*** Opening of Data ***

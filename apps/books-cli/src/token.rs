//! OAuth2 client-credentials token exchange.

use anyhow::{Context, Result, bail};
use serde::Deserialize;

pub struct ClientCredentials<'a> {
    pub token_url: &'a str,
    pub client_id: &'a str,
    pub client_secret: &'a str,
    pub scope: Option<&'a str>,
}

#[derive(Deserialize)]
struct TokenResponse {
    access_token: String,
}

/// Exchange client credentials for an access token at `token_url`.
///
/// # Errors
/// Returns an error if the endpoint is unreachable, answers with a
/// non-success status, or the body has no `access_token`.
pub async fn fetch_token(http: &reqwest::Client, creds: &ClientCredentials<'_>) -> Result<String> {
    let mut form = vec![
        ("grant_type", "client_credentials"),
        ("client_id", creds.client_id),
        ("client_secret", creds.client_secret),
    ];
    if let Some(scope) = creds.scope {
        form.push(("scope", scope));
    }

    let resp = http
        .post(creds.token_url)
        .form(&form)
        .send()
        .await
        .with_context(|| format!("token endpoint {} unreachable", creds.token_url))?;

    let status = resp.status();
    if !status.is_success() {
        let body = resp.text().await.unwrap_or_default();
        bail!("token endpoint answered {status}: {body}");
    }

    let token: TokenResponse = resp
        .json()
        .await
        .context("token endpoint returned no access_token")?;
    tracing::debug!(client_id = creds.client_id, "access token obtained");
    Ok(token.access_token)
}
//! RFC 9457 Problem Details for HTTP APIs

use http::StatusCode;
use serde::{Deserialize, Serialize};

#[cfg(feature = "utoipa")]
use utoipa::ToSchema;

/// Content type for Problem Details as per RFC 9457.
pub const APPLICATION_PROBLEM_JSON: &str = "application/problem+json";

/// `StatusCode` on the wire is a bare number.
mod status_as_u16 {
    use http::StatusCode;
    use serde::{Deserialize, Deserializer, Serializer};

    #[allow(clippy::trivially_copy_pass_by_ref)] // signature fixed by `serde(with)`
    pub fn serialize<S: Serializer>(status: &StatusCode, s: S) -> Result<S::Ok, S::Error> {
        s.serialize_u16(status.as_u16())
    }

    pub fn deserialize<'de, D: Deserializer<'de>>(d: D) -> Result<StatusCode, D::Error> {
        StatusCode::from_u16(u16::deserialize(d)?).map_err(serde::de::Error::custom)
    }
}

/// RFC 9457 Problem Details body.
#[derive(Debug, Clone, Serialize, Deserialize)]
#[cfg_attr(feature = "utoipa", derive(ToSchema))]
#[cfg_attr(
    feature = "utoipa",
    schema(title = "Problem", description = "RFC 9457 Problem Details for HTTP APIs")
)]
#[must_use]
pub struct Problem {
    /// URI reference identifying the problem type.
    #[serde(rename = "type")]
    pub type_url: String,
    /// Short, human-readable summary of the problem type.
    pub title: String,
    /// HTTP status code, serialized as u16.
    #[serde(with = "status_as_u16")]
    #[cfg_attr(feature = "utoipa", schema(value_type = u16))]
    pub status: StatusCode,
    pub detail: String,
    /// Request path the problem was raised for.
    #[serde(default)]
    pub instance: String,
    /// Stable identifier clients switch on, e.g. `BOOKS_NOT_FOUND`.
    #[serde(default)]
    pub code: String,
    #[serde(default)]
    pub trace_id: Option<String>,
    /// Set for 422 answers, one entry per rejected field.
    #[serde(default)]
    pub errors: Option<Vec<ValidationViolation>>,
}

/// A single field-level validation failure.
#[derive(Debug, Clone, PartialEq, Eq, Serialize, Deserialize)]
#[cfg_attr(feature = "utoipa", derive(ToSchema))]
pub struct ValidationViolation {
    /// Field path, e.g. "title"
    pub field: String,
    pub message: String,
    #[serde(default, skip_serializing_if = "Option::is_none")]
    pub code: Option<String>,
}

impl ValidationViolation {
    #[must_use]
    pub fn new(field: impl Into<String>, message: impl Into<String>) -> Self {
        Self {
            field: field.into(),
            message: message.into(),
            code: None,
        }
    }
}

impl Problem {
    /// `type` starts as `about:blank`; the rest is filled by the `with_*` builders.
    pub fn new(status: StatusCode, title: impl Into<String>, detail: impl Into<String>) -> Self {
        Self {
            type_url: "about:blank".to_owned(),
            title: title.into(),
            status,
            detail: detail.into(),
            instance: String::new(),
            code: String::new(),
            trace_id: None,
            errors: None,
        }
    }

    pub fn with_type(mut self, type_url: impl Into<String>) -> Self {
        self.type_url = type_url.into();
        self
    }

    pub fn with_instance(mut self, uri: impl Into<String>) -> Self {
        self.instance = uri.into();
        self
    }

    pub fn with_code(mut self, code: impl Into<String>) -> Self {
        self.code = code.into();
        self
    }

    pub fn with_trace_id(mut self, id: impl Into<String>) -> Self {
        self.trace_id = Some(id.into());
        self
    }

    pub fn with_errors(mut self, errors: Vec<ValidationViolation>) -> Self {
        self.errors = Some(errors);
        self
    }
}

#[cfg(feature = "axum")]
impl axum::response::IntoResponse for Problem {
    fn into_response(self) -> axum::response::Response {
        use axum::http::HeaderValue;

        (
            self.status,
            [(
                axum::http::header::CONTENT_TYPE,
                HeaderValue::from_static(APPLICATION_PROBLEM_JSON),
            )],
            axum::Json(self),
        )
            .into_response()
    }
}
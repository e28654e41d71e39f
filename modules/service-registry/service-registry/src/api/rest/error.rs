use axum::extract::rejection::JsonRejection;
use bookshelf_errors::{ErrDef, Problem, current_trace_id};

use crate::domain::error::DomainError;

pub const INSTANCE_NOT_FOUND: ErrDef = ErrDef {
    status: 404,
    title: "Not Found",
    code: "REGISTRY_INSTANCE_NOT_FOUND",
    type_url: "https://errors.bookshelf.dev/registry/instance-not-found",
};

pub const VALIDATION: ErrDef = ErrDef {
    status: 422,
    title: "Validation Failed",
    code: "REGISTRY_VALIDATION",
    type_url: "https://errors.bookshelf.dev/registry/validation",
};

pub const BAD_REQUEST: ErrDef = ErrDef {
    status: 400,
    title: "Bad Request",
    code: "REGISTRY_BAD_REQUEST",
    type_url: "https://errors.bookshelf.dev/registry/bad-request",
};

pub fn domain_error_to_problem(e: &DomainError, instance: &str) -> Problem {
    let trace_id = current_trace_id();
    match e {
        DomainError::InstanceNotFound { .. } => {
            INSTANCE_NOT_FOUND.with_context(e.to_string(), instance, trace_id)
        }
        DomainError::Validation { .. } => VALIDATION.with_context(e.to_string(), instance, trace_id),
    }
}

pub fn json_rejection(rejection: &JsonRejection, instance: &str) -> Problem {
    BAD_REQUEST.with_context(rejection.body_text(), instance, current_trace_id())
}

*** Close of Data ***

Work to be completed: Write out, word for word, all lines from the line that holds "pub const VALIDATION: ErrDef" through the last line of the listing, with both end lines kept.

Problem solution:
pub const VALIDATION: ErrDef = ErrDef {
    status: 422,
    title: "Validation Failed",
    code: "REGISTRY_VALIDATION",
    type_url: "https://errors.bookshelf.dev/registry/validation",
};

pub const BAD_REQUEST: ErrDef = ErrDef {
    status: 400,
    title: "Bad Request",
    code: "REGISTRY_BAD_REQUEST",
    type_url: "https://errors.bookshelf.dev/registry/bad-request",
};

pub fn domain_error_to_problem(e: &DomainError, instance: &str) -> Problem {
    let trace_id = current_trace_id();
    match e {
        DomainError::InstanceNotFound { .. } => {
            INSTANCE_NOT_FOUND.with_context(e.to_string(), instance, trace_id)
        }
        DomainError::Validation { .. } => VALIDATION.with_context(e.to_string(), instance, trace_id),
    }
}

pub fn json_rejection(rejection: &JsonRejection, instance: &str) -> Problem {
    BAD_REQUEST.with_context(rejection.body_text(), instance, current_trace_id())
}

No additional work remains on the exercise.